**Exercise:**
Copy down all of the data underneath, exactly as shown.

**Dataset content:**
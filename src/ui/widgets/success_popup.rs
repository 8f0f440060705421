//! Popup confirming a submission.

use ratatui::{
    Frame,
    layout::Rect,
    style::{Color, Modifier, Style},
    text::{Line, Span},
    widgets::{Block, Borders, Clear, Paragraph, Wrap},
};

use super::super::layout::centered_rect;
use crate::state::SuccessMessage;

/// Success popup widget.
pub struct SuccessPopup;

impl SuccessPopup {
    pub fn render(frame: &mut Frame, area: Rect, message: &SuccessMessage) {
        if !message.is_visible() {
            return;
        }

        let popup_area = centered_rect(50, 50, area);
        frame.render_widget(Clear, popup_area);

        let mut lines = vec![
            Line::from(Span::styled(
                "Bets placed",
                Style::default()
                    .fg(Color::Green)
                    .add_modifier(Modifier::BOLD),
            )),
            Line::from(""),
        ];
        lines.extend(message.bets().iter().map(|bet| {
            Line::from(vec![
                Span::raw("• "),
                Span::raw(bet.event_label.as_str()),
                Span::raw(": "),
                Span::raw(bet.choice_label.as_str()),
                Span::styled(format!(" @ {:.2}", bet.odd), Style::default().fg(Color::Green)),
            ])
        }));
        lines.push(Line::from(""));
        lines.push(Line::from(vec![
            Span::raw("Total: "),
            Span::styled(message.total(), Style::default().add_modifier(Modifier::BOLD)),
        ]));
        lines.push(Line::from(vec![
            Span::raw("Potential gain: "),
            Span::styled(
                message.potential_gain(),
                Style::default()
                    .fg(Color::Green)
                    .add_modifier(Modifier::BOLD),
            ),
        ]));
        lines.push(Line::from(""));
        lines.push(Line::from(Span::styled(
            format!(
                "Closes after {}s · Esc to close now",
                message.duration().as_secs()
            ),
            Style::default().fg(Color::DarkGray),
        )));

        let popup = Paragraph::new(lines)
            .wrap(Wrap { trim: true })
            .block(
                Block::default()
                    .title(" Success ")
                    .borders(Borders::ALL)
                    .border_style(Style::default().fg(Color::Green)),
            );

        frame.render_widget(popup, popup_area);
    }
}
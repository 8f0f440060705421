//! Loaded events and the cursor over them.

use crate::catalog::{self, Choice, Event};
use chrono::{DateTime, Utc};

/// State for the event list.
#[derive(Debug, Default)]
pub struct CatalogState {
    /// All loaded events.
    pub events: Vec<Event>,
    /// Currently highlighted event.
    pub selected_index: Option<usize>,
    /// Highlighted choice within the highlighted event.
    pub choice_index: usize,
    /// Whether events are currently loading.
    pub loading: bool,
    /// Last load timestamp.
    pub last_updated: Option<DateTime<Utc>>,
}

impl CatalogState {
    /// Replace the loaded events, keeping the cursor in range.
    pub fn set_events(&mut self, events: Vec<Event>) {
        self.events = events;
        self.loading = false;
        self.last_updated = Some(Utc::now());
        self.selected_index = match self.events.len() {
            0 => None,
            len => Some(self.selected_index.unwrap_or(0).min(len - 1)),
        };
        self.clamp_choice();
    }

    pub fn selected_event(&self) -> Option<&Event> {
        self.selected_index.and_then(|i| self.events.get(i))
    }

    pub fn find_event(&self, event_id: &str) -> Option<&Event> {
        self.events.iter().find(|e| e.id == event_id)
    }

    /// Choices offered by the highlighted event; empty when it has none.
    pub fn selected_choices(&self) -> &[Choice] {
        self.selected_event()
            .and_then(|event| catalog::bet_choices(event).ok())
            .unwrap_or_default()
    }

    pub fn selected_choice(&self) -> Option<&Choice> {
        self.selected_choices().get(self.choice_index)
    }

    /// Move the choice cursor right, wrapping around.
    pub fn next_choice(&mut self) {
        let count = self.selected_choices().len();
        if count > 0 {
            self.choice_index = (self.choice_index + 1) % count;
        }
    }

    /// Move the choice cursor left, wrapping around.
    pub fn previous_choice(&mut self) {
        let count = self.selected_choices().len();
        if count > 0 {
            self.choice_index = (self.choice_index + count - 1) % count;
        }
    }

    /// Keep the choice cursor inside the highlighted event's choices.
    pub fn clamp_choice(&mut self) {
        let count = self.selected_choices().len();
        self.choice_index = self.choice_index.min(count.saturating_sub(1));
    }
}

**Result for this task:**
filename src/ui/widgets/success_popup.rs
repository 8f0f440060705421
//! Popup confirming a submission.

use ratatui::{
    Frame,
    layout::Rect,
    style::{Color, Modifier, Style},
    text::{Line, Span},
    widgets::{Block, Borders, Clear, Paragraph, Wrap},
};

use super::super::layout::centered_rect;
use crate::state::SuccessMessage;

/// Success popup widget.
pub struct SuccessPopup;

impl SuccessPopup {
    pub fn render(frame: &mut Frame, area: Rect, message: &SuccessMessage) {
        if !message.is_visible() {
            return;
        }

        let popup_area = centered_rect(50, 50, area);
        frame.render_widget(Clear, popup_area);

        let mut lines = vec![
            Line::from(Span::styled(
                "Bets placed",
                Style::default()
                    .fg(Color::Green)
                    .add_modifier(Modifier::BOLD),
            )),
            Line::from(""),
        ];
        lines.extend(message.bets().iter().map(|bet| {
            Line::from(vec![
                Span::raw("• "),
                Span::raw(bet.event_label.as_str()),
                Span::raw(": "),
                Span::raw(bet.choice_label.as_str()),
                Span::styled(format!(" @ {:.2}", bet.odd), Style::default().fg(Color::Green)),
            ])
        }));
        lines.push(Line::from(""));
        lines.push(Line::from(vec![
            Span::raw("Total: "),
            Span::styled(message.total(), Style::default().add_modifier(Modifier::BOLD)),
        ]));
        lines.push(Line::from(vec![
            Span::raw("Potential gain: "),
            Span::styled(
                message.potential_gain(),
                Style::default()
                    .fg(Color::Green)
                    .add_modifier(Modifier::BOLD),
            ),
        ]));
        lines.push(Line::from(""));
        lines.push(Line::from(Span::styled(
            format!(
                "Closes after {}s · Esc to close now",
                message.duration().as_secs()
            ),
            Style::default().fg(Color::DarkGray),
        )));

        let popup = Paragraph::new(lines)
            .wrap(Wrap { trim: true })
            .block(
                Block::default()
                    .title(" Success ")
                    .borders(Borders::ALL)
                    .border_style(Style::default().fg(Color::Green)),
            );

        frame.render_widget(popup, popup_area);
    }
}
repository 8f0f440060705421
//! Loaded events and the cursor over them.

use crate::catalog::{self, Choice, Event};
use chrono::{DateTime, Utc};

/// State for the event list.
#[derive(Debug, Default)]
pub struct CatalogState {
    /// All loaded events.
    pub events: Vec<Event>,
    /// Currently highlighted event.
    pub selected_index: Option<usize>,
    /// Highlighted choice within the highlighted event.
    pub choice_index: usize,
    /// Whether events are currently loading.
    pub loading: bool,
    /// Last load timestamp.
    pub last_updated: Option<DateTime<Utc>>,
}

impl CatalogState {
    /// Replace the loaded events, keeping the cursor in range.
    pub fn set_events(&mut self, events: Vec<Event>) {
        self.events = events;
        self.loading = false;
        self.last_updated = Some(Utc::now());
        self.selected_index = match self.events.len() {
            0 => None,
            len => Some(self.selected_index.unwrap_or(0).min(len - 1)),
        };
        self.clamp_choice();
    }

    pub fn selected_event(&self) -> Option<&Event> {
        self.selected_index.and_then(|i| self.events.get(i))
    }

    pub fn find_event(&self, event_id: &str) -> Option<&Event> {
        self.events.iter().find(|e| e.id == event_id)
    }

    /// Choices offered by the highlighted event; empty when it has none.
    pub fn selected_choices(&self) -> &[Choice] {
        self.selected_event()
            .and_then(|event| catalog::bet_choices(event).ok())
            .unwrap_or_default()
    }

    pub fn selected_choice(&self) -> Option<&Choice> {
        self.selected_choices().get(self.choice_index)
    }

    /// Move the choice cursor right, wrapping around.
    pub fn next_choice(&mut self) {
        let count = self.selected_choices().len();
        if count > 0 {
            self.choice_index = (self.choice_index + 1) % count;
        }
    }

    /// Move the choice cursor left, wrapping around.
    pub fn previous_choice(&mut self) {
        let count = self.selected_choices().len();
        if count > 0 {
            self.choice_index = (self.choice_index + count - 1) % count;
        }
    }

    /// Keep the choice cursor inside the highlighted event's choices.
    pub fn clamp_choice(&mut self) {
        let count = self.selected_choices().len();
        self.choice_index = self.choice_index.min(count.saturating_sub(1));
    }
}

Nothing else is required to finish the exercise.